REQUIRED ACTION
Write out every entry in full. Leave nothing out.

MATERIAL FOR THIS EXERCISE
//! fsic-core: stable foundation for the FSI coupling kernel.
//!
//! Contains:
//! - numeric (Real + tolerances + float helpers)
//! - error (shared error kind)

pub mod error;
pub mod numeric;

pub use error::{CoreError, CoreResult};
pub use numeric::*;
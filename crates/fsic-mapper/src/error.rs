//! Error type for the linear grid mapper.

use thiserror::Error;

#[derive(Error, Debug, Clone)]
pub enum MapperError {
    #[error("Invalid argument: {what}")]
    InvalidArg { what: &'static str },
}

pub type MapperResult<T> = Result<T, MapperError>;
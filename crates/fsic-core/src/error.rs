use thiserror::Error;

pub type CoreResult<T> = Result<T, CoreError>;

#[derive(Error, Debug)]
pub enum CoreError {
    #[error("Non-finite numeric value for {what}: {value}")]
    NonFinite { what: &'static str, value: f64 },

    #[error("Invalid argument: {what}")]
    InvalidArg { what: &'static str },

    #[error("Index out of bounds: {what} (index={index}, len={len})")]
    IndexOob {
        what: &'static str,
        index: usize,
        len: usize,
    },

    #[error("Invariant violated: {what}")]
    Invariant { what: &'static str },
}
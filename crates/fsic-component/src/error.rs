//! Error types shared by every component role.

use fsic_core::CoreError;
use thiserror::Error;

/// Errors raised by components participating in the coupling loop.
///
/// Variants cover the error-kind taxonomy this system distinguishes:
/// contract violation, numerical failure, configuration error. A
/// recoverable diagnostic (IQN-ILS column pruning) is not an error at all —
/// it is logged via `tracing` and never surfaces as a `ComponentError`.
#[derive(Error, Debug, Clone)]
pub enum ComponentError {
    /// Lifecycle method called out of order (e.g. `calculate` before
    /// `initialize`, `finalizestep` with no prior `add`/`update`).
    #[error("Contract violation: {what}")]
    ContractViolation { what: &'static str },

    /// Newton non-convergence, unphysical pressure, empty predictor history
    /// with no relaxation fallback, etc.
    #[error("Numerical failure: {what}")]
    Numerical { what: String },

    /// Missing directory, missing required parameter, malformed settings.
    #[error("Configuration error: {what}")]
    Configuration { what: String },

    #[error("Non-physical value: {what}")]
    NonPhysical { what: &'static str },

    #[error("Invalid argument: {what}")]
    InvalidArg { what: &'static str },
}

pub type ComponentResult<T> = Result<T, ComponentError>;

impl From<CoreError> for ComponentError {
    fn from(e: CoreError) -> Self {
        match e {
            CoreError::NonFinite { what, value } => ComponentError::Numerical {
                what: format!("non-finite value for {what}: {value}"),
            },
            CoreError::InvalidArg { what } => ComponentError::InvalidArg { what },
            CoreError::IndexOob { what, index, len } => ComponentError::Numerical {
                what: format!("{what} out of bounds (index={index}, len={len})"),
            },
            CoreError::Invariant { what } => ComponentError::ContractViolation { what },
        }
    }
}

ANSWER BOX
//! fsic-core: stable foundation for the FSI coupling kernel.
//!
//! Contains:
//! - numeric (Real + tolerances + float helpers)
//! - error (shared error kind)

pub mod error;
pub mod numeric;

pub use error::{CoreError, CoreResult};
pub use numeric::*;
filename crates/fsic-mapper/src/error.rs
//! Error type for the linear grid mapper.

use thiserror::Error;

#[derive(Error, Debug, Clone)]
pub enum MapperError {
    #[error("Invalid argument: {what}")]
    InvalidArg { what: &'static str },
}

pub type MapperResult<T> = Result<T, MapperError>;
filename crates/fsic-core/src/error.rs
use thiserror::Error;

pub type CoreResult<T> = Result<T, CoreError>;

#[derive(Error, Debug)]
pub enum CoreError {
    #[error("Non-finite numeric value for {what}: {value}")]
    NonFinite { what: &'static str, value: f64 },

    #[error("Invalid argument: {what}")]
    InvalidArg { what: &'static str },

    #[error("Index out of bounds: {what} (index={index}, len={len})")]
    IndexOob {
        what: &'static str,
        index: usize,
        len: usize,
    },

    #[error("Invariant violated: {what}")]
    Invariant { what: &'static str },
}
filename crates/fsic-component/src/error.rs
//! Error types shared by every component role.

use fsic_core::CoreError;
use thiserror::Error;

/// Errors raised by components participating in the coupling loop.
///
/// Variants cover the error-kind taxonomy this system distinguishes:
/// contract violation, numerical failure, configuration error. A
/// recoverable diagnostic (IQN-ILS column pruning) is not an error at all —
/// it is logged via `tracing` and never surfaces as a `ComponentError`.
#[derive(Error, Debug, Clone)]
pub enum ComponentError {
    /// Lifecycle method called out of order (e.g. `calculate` before
    /// `initialize`, `finalizestep` with no prior `add`/`update`).
    #[error("Contract violation: {what}")]
    ContractViolation { what: &'static str },

    /// Newton non-convergence, unphysical pressure, empty predictor history
    /// with no relaxation fallback, etc.
    #[error("Numerical failure: {what}")]
    Numerical { what: String },

    /// Missing directory, missing required parameter, malformed settings.
    #[error("Configuration error: {what}")]
    Configuration { what: String },

    #[error("Non-physical value: {what}")]
    NonPhysical { what: &'static str },

    #[error("Invalid argument: {what}")]
    InvalidArg { what: &'static str },
}

pub type ComponentResult<T> = Result<T, ComponentError>;

impl From<CoreError> for ComponentError {
    fn from(e: CoreError) -> Self {
        match e {
            CoreError::NonFinite { what, value } => ComponentError::Numerical {
                what: format!("non-finite value for {what}: {value}"),
            },
            CoreError::InvalidArg { what } => ComponentError::InvalidArg { what },
            CoreError::IndexOob { what, index, len } => ComponentError::Numerical {
                what: format!("{what} out of bounds (index={index}, len={len})"),
            },
            CoreError::Invariant { what } => ComponentError::ContractViolation { what },
        }
    }
}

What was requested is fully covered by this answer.